:: SUPPLIED DATA ::
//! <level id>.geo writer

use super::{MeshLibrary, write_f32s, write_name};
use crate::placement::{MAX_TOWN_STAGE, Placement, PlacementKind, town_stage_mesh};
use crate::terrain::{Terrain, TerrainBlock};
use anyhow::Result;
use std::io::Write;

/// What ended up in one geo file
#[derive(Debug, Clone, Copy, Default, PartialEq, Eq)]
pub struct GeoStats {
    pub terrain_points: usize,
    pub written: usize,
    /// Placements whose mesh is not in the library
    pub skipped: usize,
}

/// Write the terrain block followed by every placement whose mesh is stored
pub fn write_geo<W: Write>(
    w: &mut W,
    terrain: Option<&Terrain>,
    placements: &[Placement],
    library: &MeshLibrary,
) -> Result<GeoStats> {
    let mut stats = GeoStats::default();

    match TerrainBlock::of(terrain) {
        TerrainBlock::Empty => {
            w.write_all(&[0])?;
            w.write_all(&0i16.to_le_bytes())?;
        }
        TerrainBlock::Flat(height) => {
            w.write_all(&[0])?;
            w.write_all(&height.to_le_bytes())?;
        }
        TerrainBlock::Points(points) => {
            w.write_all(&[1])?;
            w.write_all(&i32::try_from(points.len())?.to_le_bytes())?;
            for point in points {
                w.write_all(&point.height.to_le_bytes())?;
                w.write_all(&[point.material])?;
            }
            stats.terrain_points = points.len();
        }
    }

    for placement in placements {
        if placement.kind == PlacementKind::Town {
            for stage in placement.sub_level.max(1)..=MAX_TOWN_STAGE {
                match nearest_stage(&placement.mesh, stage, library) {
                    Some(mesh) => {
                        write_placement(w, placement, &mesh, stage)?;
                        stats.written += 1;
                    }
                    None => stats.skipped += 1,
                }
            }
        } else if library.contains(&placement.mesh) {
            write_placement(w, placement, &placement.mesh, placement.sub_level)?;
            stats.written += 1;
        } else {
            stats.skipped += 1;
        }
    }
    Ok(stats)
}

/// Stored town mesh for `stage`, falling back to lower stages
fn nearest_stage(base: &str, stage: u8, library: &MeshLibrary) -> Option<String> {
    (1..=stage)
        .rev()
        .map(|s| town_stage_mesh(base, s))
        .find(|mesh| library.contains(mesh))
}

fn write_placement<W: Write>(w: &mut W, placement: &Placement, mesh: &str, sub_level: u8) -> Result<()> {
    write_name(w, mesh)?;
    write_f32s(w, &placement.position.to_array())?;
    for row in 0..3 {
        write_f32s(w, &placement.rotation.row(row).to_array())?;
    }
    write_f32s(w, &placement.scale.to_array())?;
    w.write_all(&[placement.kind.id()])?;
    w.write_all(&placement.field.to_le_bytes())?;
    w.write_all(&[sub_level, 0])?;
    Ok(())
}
:::
:: SUPPLIED DATA ::
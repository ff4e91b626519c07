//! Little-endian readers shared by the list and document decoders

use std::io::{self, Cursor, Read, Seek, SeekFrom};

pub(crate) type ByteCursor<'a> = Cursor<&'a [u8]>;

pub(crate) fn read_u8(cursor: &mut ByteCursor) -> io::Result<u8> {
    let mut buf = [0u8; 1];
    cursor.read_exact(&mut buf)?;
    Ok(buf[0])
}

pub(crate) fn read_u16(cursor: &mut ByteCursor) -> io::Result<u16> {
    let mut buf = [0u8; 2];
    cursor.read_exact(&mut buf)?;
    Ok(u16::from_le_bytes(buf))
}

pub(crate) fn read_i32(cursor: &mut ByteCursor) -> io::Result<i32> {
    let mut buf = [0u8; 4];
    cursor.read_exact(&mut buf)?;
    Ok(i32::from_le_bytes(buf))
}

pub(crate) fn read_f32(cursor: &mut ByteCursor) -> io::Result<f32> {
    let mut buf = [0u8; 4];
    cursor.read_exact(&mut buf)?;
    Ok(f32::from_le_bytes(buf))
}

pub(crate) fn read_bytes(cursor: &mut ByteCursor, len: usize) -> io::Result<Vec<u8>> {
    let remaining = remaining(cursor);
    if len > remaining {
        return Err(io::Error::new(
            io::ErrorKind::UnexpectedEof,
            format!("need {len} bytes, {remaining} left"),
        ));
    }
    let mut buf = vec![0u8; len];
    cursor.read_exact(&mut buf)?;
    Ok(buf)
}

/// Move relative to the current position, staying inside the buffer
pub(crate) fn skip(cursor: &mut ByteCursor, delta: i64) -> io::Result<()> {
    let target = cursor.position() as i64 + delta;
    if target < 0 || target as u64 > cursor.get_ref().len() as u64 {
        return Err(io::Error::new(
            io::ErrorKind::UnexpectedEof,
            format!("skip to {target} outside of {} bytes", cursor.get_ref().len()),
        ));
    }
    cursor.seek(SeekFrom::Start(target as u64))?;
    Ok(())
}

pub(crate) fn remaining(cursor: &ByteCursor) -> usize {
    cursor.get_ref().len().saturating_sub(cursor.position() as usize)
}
:::
:: SUPPLIED DATA ::
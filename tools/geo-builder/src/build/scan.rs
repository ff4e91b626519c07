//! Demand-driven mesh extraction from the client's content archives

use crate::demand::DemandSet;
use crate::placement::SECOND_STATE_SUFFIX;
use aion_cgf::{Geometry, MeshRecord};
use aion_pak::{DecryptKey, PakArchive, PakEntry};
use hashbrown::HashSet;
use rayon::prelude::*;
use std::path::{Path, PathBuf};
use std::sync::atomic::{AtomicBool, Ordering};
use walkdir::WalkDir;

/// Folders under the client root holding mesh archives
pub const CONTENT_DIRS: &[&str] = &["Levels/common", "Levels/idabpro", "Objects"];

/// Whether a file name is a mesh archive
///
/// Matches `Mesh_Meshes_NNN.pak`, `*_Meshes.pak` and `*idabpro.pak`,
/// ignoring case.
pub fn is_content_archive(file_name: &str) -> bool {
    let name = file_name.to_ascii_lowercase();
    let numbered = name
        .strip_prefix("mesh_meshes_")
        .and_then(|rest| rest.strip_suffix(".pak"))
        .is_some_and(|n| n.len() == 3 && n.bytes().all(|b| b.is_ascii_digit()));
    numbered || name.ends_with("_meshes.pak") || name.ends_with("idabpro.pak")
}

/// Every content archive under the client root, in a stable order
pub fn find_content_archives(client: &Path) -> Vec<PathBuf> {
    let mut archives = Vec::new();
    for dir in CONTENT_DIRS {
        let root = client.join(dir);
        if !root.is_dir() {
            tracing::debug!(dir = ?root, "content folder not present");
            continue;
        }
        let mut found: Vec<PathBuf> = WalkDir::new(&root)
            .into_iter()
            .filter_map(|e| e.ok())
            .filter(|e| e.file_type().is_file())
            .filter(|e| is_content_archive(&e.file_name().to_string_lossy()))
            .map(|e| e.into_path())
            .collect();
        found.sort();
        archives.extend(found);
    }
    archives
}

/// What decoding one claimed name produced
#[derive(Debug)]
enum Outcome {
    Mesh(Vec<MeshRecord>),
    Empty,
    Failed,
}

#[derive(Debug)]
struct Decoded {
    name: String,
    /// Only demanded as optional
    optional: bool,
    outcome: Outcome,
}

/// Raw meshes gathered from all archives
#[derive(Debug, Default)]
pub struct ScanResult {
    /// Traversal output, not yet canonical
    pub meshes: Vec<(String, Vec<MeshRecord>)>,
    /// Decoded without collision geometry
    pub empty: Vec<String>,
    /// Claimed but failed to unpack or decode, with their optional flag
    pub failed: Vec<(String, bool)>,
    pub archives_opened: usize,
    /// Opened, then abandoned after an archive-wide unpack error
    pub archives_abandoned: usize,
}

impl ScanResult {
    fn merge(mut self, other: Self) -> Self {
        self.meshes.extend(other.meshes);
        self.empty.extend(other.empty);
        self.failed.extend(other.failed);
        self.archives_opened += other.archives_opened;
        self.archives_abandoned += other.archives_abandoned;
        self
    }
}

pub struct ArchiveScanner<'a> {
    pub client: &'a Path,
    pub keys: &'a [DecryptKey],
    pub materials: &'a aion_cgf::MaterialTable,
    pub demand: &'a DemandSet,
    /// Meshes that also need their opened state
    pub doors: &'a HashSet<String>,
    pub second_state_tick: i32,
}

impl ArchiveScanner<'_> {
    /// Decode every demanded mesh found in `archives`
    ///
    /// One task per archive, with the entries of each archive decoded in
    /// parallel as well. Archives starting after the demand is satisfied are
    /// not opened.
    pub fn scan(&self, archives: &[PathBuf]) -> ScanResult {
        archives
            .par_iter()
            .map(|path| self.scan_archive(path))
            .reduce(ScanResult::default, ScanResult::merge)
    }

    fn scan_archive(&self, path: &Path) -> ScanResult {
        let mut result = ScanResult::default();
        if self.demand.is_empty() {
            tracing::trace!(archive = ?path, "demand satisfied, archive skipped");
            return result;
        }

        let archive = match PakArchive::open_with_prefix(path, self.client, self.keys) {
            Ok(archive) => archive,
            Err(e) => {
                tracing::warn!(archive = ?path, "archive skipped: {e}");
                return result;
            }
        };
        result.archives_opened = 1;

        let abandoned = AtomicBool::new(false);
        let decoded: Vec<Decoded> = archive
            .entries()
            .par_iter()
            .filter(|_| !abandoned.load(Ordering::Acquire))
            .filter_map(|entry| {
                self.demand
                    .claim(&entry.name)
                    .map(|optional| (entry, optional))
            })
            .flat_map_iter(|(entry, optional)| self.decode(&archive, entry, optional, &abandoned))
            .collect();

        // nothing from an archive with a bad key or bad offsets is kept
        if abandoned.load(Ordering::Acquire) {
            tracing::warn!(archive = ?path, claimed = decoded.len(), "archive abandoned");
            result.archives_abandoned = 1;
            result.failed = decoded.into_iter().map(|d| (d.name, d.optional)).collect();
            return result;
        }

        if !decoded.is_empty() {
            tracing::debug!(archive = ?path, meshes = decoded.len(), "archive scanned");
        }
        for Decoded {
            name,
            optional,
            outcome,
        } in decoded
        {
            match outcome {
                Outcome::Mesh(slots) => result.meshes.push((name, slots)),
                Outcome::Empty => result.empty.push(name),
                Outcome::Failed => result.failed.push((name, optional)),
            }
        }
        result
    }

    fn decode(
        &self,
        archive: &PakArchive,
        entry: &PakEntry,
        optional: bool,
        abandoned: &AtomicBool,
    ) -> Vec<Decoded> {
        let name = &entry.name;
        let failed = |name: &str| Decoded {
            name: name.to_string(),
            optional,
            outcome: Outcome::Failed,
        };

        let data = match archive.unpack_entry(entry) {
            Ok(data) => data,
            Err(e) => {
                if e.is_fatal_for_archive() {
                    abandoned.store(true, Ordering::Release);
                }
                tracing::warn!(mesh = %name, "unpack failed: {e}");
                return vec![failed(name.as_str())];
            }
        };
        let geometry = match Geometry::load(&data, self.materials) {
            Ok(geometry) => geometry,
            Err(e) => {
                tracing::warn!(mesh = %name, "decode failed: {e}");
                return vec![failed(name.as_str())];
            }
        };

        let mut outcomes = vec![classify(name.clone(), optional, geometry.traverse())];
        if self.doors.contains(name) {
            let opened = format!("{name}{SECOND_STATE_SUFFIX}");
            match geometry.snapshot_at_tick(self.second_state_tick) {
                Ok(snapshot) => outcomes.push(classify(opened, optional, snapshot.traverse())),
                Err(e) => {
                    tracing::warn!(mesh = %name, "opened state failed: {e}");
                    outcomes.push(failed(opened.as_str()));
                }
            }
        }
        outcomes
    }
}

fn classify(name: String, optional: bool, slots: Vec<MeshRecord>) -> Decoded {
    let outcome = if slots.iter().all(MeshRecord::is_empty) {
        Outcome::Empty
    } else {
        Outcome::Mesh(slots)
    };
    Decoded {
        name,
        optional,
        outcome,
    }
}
:::
PROBLEM STATEMENT
Among the lines above, return each one holding the string "derive".

PROBLEM SOLUTION
#[derive(Debug, Clone, Copy, Default, PartialEq, Eq)]
#[derive(Debug)]
#[derive(Debug)]
#[derive(Debug, Default)]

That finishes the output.